Instructions for the task: Reproduce the closing part of the entries exactly: the line with "self.tick_rate = self.tick_rate.clamp(15, 240);" and all lines after it, ending with the last line, and nothing else.

:: Input material

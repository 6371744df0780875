use serde::{Deserialize, Serialize};
use std::fs;
use std::path::{Path, PathBuf};
use thiserror::Error;
use tracing::{info, warn};

pub const DEFAULT_RULES_PATH: &str = "assets/config/rules.json";

#[derive(Debug, Error)]
pub enum RulesError {
    #[error("failed to serialize rules: {0}")]
    Serialize(#[from] serde_json::Error),
    #[error("failed to write rules file {path}: {source}")]
    Io {
        path: PathBuf,
        #[source]
        source: std::io::Error,
    },
}

#[derive(Debug, Clone, PartialEq, Serialize, Deserialize)]
#[serde(default)]
pub struct KeyBindings {
    pub left: Vec<String>,
    pub right: Vec<String>,
    pub jump: Vec<String>,
    pub attack: Vec<String>,
    pub ability_make_some_noize: String,
    pub ability_vidihay: String,
    pub ability_vselennaya: String,
    pub ability_igra_slov: String,
    pub ultimate: String,
    pub rhythm_lanes: [String; 4],
    pub pause: String,
}

impl Default for KeyBindings {
    fn default() -> Self {
        Self {
            left: vec!["A".to_string(), "Left".to_string()],
            right: vec!["D".to_string(), "Right".to_string()],
            jump: vec!["Space".to_string(), "W".to_string()],
            attack: vec!["X".to_string()],
            ability_make_some_noize: "Z".to_string(),
            ability_vidihay: "C".to_string(),
            ability_vselennaya: "V".to_string(),
            ability_igra_slov: "B".to_string(),
            ultimate: "Q".to_string(),
            rhythm_lanes: ["A".to_string(), "S".to_string(), "D".to_string(), "F".to_string()],
            pause: "Escape".to_string(),
        }
    }
}

#[derive(Debug, Clone, PartialEq, Serialize, Deserialize)]
#[serde(default)]
pub struct GameRules {
    pub seed: Option<u64>,
    pub resolution_index: usize,
    pub vsync_enabled: bool,
    pub show_fps: bool,
    pub music_enabled: bool,
    pub sfx_enabled: bool,
    pub music_volume: f32,
    pub sfx_volume: f32,
    /// `both`, `wasd`, `arrows` or `custom`.
    pub control_scheme: String,
    pub keys: KeyBindings,
    pub tick_rate: u32,
    pub max_catch_up_ticks: u32,
    pub hit_invincibility_duration: f32,
    pub notice_duration: f32,
    pub rhythm_track_length: f32,
    pub save_path: String,
    pub level_catalog_path: Option<String>,
}

impl Default for GameRules {
    fn default() -> Self {
        Self {
            seed: None,
            resolution_index: 1,
            vsync_enabled: true,
            show_fps: false,
            music_enabled: true,
            sfx_enabled: true,
            music_volume: 0.7,
            sfx_volume: 0.8,
            control_scheme: "both".to_string(),
            keys: KeyBindings::default(),
            tick_rate: 60,
            max_catch_up_ticks: 5,
            hit_invincibility_duration: 1.0,
            notice_duration: 2.0,
            rhythm_track_length: 30.0,
            save_path: "saves/noize_voice.json".to_string(),
            level_catalog_path: None,
        }
    }
}

impl GameRules {
    /// Seconds per simulation tick.
    pub fn tick_dt(&self) -> f32 {
        1.0 / self.tick_rate.max(1) as f32
    }

    pub fn notice_ticks(&self) -> u32 {
        (self.notice_duration.max(0.0) * self.tick_rate.max(1) as f32).round() as u32
    }

    fn sanitize(&mut self) {
        self.tick_rate = self.tick_rate.clamp(15, 240);
        self.max_catch_up_ticks = self.max_catch_up_ticks.max(1);
        self.music_volume = self.music_volume.clamp(0.0, 1.0);
        self.sfx_volume = self.sfx_volume.clamp(0.0, 1.0);
        self.hit_invincibility_duration = self.hit_invincibility_duration.max(0.0);
        self.rhythm_track_length = self.rhythm_track_length.max(1.0);
    }
}

/// Reads rules from disk. Any problem falls back to defaults.
pub fn load_rules(path: impl AsRef<Path>) -> GameRules {
    let path = path.as_ref();
    let mut rules = match fs::read_to_string(path) {
        Ok(text) => serde_json::from_str(&text).unwrap_or_else(|e| {
            warn!(path = %path.display(), error = %e, "rules_parse_failed");
            GameRules::default()
        }),
        Err(e) => {
            warn!(path = %path.display(), error = %e, "rules_read_failed");
            GameRules::default()
        }
    };
    rules.sanitize();
    info!(path = %path.display(), tick_rate = rules.tick_rate, "rules_loaded");
    rules
}

pub fn save_rules(path: impl AsRef<Path>, rules: &GameRules) -> Result<(), RulesError> {
    let path = path.as_ref();
    let text = serde_json::to_string_pretty(rules)?;
    if let Some(parent) = path.parent().filter(|p| !p.as_os_str().is_empty()) {
        fs::create_dir_all(parent).map_err(|source| RulesError::Io {
            path: path.to_path_buf(),
            source,
        })?;
    }
    fs::write(path, text).map_err(|source| RulesError::Io {
        path: path.to_path_buf(),
        source,
    })
}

::::

Expected answer:
        self.tick_rate = self.tick_rate.clamp(15, 240);
        self.max_catch_up_ticks = self.max_catch_up_ticks.max(1);
        self.music_volume = self.music_volume.clamp(0.0, 1.0);
        self.sfx_volume = self.sfx_volume.clamp(0.0, 1.0);
        self.hit_invincibility_duration = self.hit_invincibility_duration.max(0.0);
        self.rhythm_track_length = self.rhythm_track_length.max(1.0);
    }
}

/// Reads rules from disk. Any problem falls back to defaults.
pub fn load_rules(path: impl AsRef<Path>) -> GameRules {
    let path = path.as_ref();
    let mut rules = match fs::read_to_string(path) {
        Ok(text) => serde_json::from_str(&text).unwrap_or_else(|e| {
            warn!(path = %path.display(), error = %e, "rules_parse_failed");
            GameRules::default()
        }),
        Err(e) => {
            warn!(path = %path.display(), error = %e, "rules_read_failed");
            GameRules::default()
        }
    };
    rules.sanitize();
    info!(path = %path.display(), tick_rate = rules.tick_rate, "rules_loaded");
    rules
}

pub fn save_rules(path: impl AsRef<Path>, rules: &GameRules) -> Result<(), RulesError> {
    let path = path.as_ref();
    let text = serde_json::to_string_pretty(rules)?;
    if let Some(parent) = path.parent().filter(|p| !p.as_os_str().is_empty()) {
        fs::create_dir_all(parent).map_err(|source| RulesError::Io {
            path: path.to_path_buf(),
            source,
        })?;
    }
    fs::write(path, text).map_err(|source| RulesError::Io {
        path: path.to_path_buf(),
        source,
    })
}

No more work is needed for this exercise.